Craig, que se hallaba al fondo manipulando el teclado del ordenador, alzó el pulgar.

– Todo listo, padrino -bromeó.

– ¿Puedes apagar las luces?

Elisa vio una última imagen antes de que la oscuridad le cerrara los ojos como unos párpados de acero: a Reinhard Silberg haciendo la señal de la cruz.

Y de pronto, sin saber bien por qué, deseó no haber ido nunca a Nueva Nelson, no haber firmado aquellos papeles, no haber acertado con sus cálculos.

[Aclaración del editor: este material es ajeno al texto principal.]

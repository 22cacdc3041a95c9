use pilot_types::{StatusTag, StatusTagNames, Task};

/// Tracker-agnostic lifecycle predicate over the three status tags.
///
/// The state machine lives on the tracker itself: the subset of
/// `{in-progress, done, failed}` present on a task. Any status tag makes a
/// task non-eligible; if a task somehow carries both `done` and `failed`,
/// terminal wins and it is skipped.
#[derive(Debug, Clone)]
pub struct StatusTagMachine {
    names: StatusTagNames,
}

impl StatusTagMachine {
    pub fn new(names: StatusTagNames) -> Self {
        Self { names }
    }

    pub fn names(&self) -> &StatusTagNames {
        &self.names
    }

    pub fn name_of(&self, tag: StatusTag) -> &str {
        self.names.name_of(tag)
    }

    /// Any lifecycle tag present, case-insensitive.
    pub fn has_status_tag(&self, task: &Task) -> bool {
        task.labels.iter().any(|l| self.names.tag_of(l).is_some())
    }

    /// The first status tag found, in `in-progress`, `done`, `failed` order.
    pub fn status_of(&self, task: &Task) -> Option<StatusTag> {
        StatusTag::ALL
            .into_iter()
            .find(|tag| task.has_label(self.names.name_of(*tag)))
    }

    /// `done` alone marks a task permanently processed; `failed` is
    /// retryable once the user removes it.
    pub fn is_terminal(&self, task: &Task) -> bool {
        task.has_label(&self.names.done)
    }
}

impl Default for StatusTagMachine {
    fn default() -> Self {
        Self::new(StatusTagNames::default())
    }
}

Por encima de todo, deseó no estar allí sentada, aguardando lo desconocido.

17

– ¿Por qué?

– Porque la historia no es el pasado. La historia ocurrió ya, pero el pasado está ocurriendo. Si esta mesa no hubiese sido hecha alguna vez por un carpintero, no estaría aquí ahora. Si los griegos o los romanos no hubiesen existido, ni tú ni yo estaríamos aquí, o no estaríamos de la misma forma. Y si yo no hubiese nacido hace sesenta y siete años, tú no tendrías ahora quince ni serías esta jovencita tan guapa que eres. No lo olvides nunca: tú eres porque otros fueron.

– Tú no eres el pasado, abuelo.

– Claro que lo soy, y tus padres también… Hasta tú misma eres tu propio pasado, Elisa. Lo que quiero decirte es que el pasado constituye nuestro presente. No es una simple «historia»: es algo que sucede, que está sucediendo. No podemos verlo, ni sentirlo, ni modificarlo, pero nos acompaña siempre, como un fantasma. Y decide nuestra vida, y quizá nuestra muerte. ¿Sabes lo que pienso a veces? Es un pensamiento algo raro, pero me consta que eres muy inteligente, con todas esas matemáticas que sabes, y me comprenderás. La gente suele decir, con cierto temor: «El pasado no ha muerto». Pero ¿sabes lo que más me asusta a mí, Eli? No que el pasado no haya muerto, sino que sea capaz de matarnos…

La negrura se convirtió en sangre. Un color denso, casi pegajoso, cegador.

– No hay imagen -dijo Blanes.

– Pero no existe evidencia de dispersión -apuntó Craig desde el fondo.

El grito los sobrecogió a todos. Dejó en el aire un rastro de palabras apresuradas:

– ¡Por Dios, sí hay imagen ! ¿No os dais cuenta? Jacqueline Clissot casi no apoyaba el trasero en su asiento de la primera fila. Se había doblado por la cintura, como si quisiera meterse en la pantalla.

Elisa comprobó que tenía razón: la luz roja permanecía impenetrable en el centro, pero en la periferia formaba como un halo. El significado no se hizo evidente hasta que el punto de vista de la cámara se desplazó segundos después.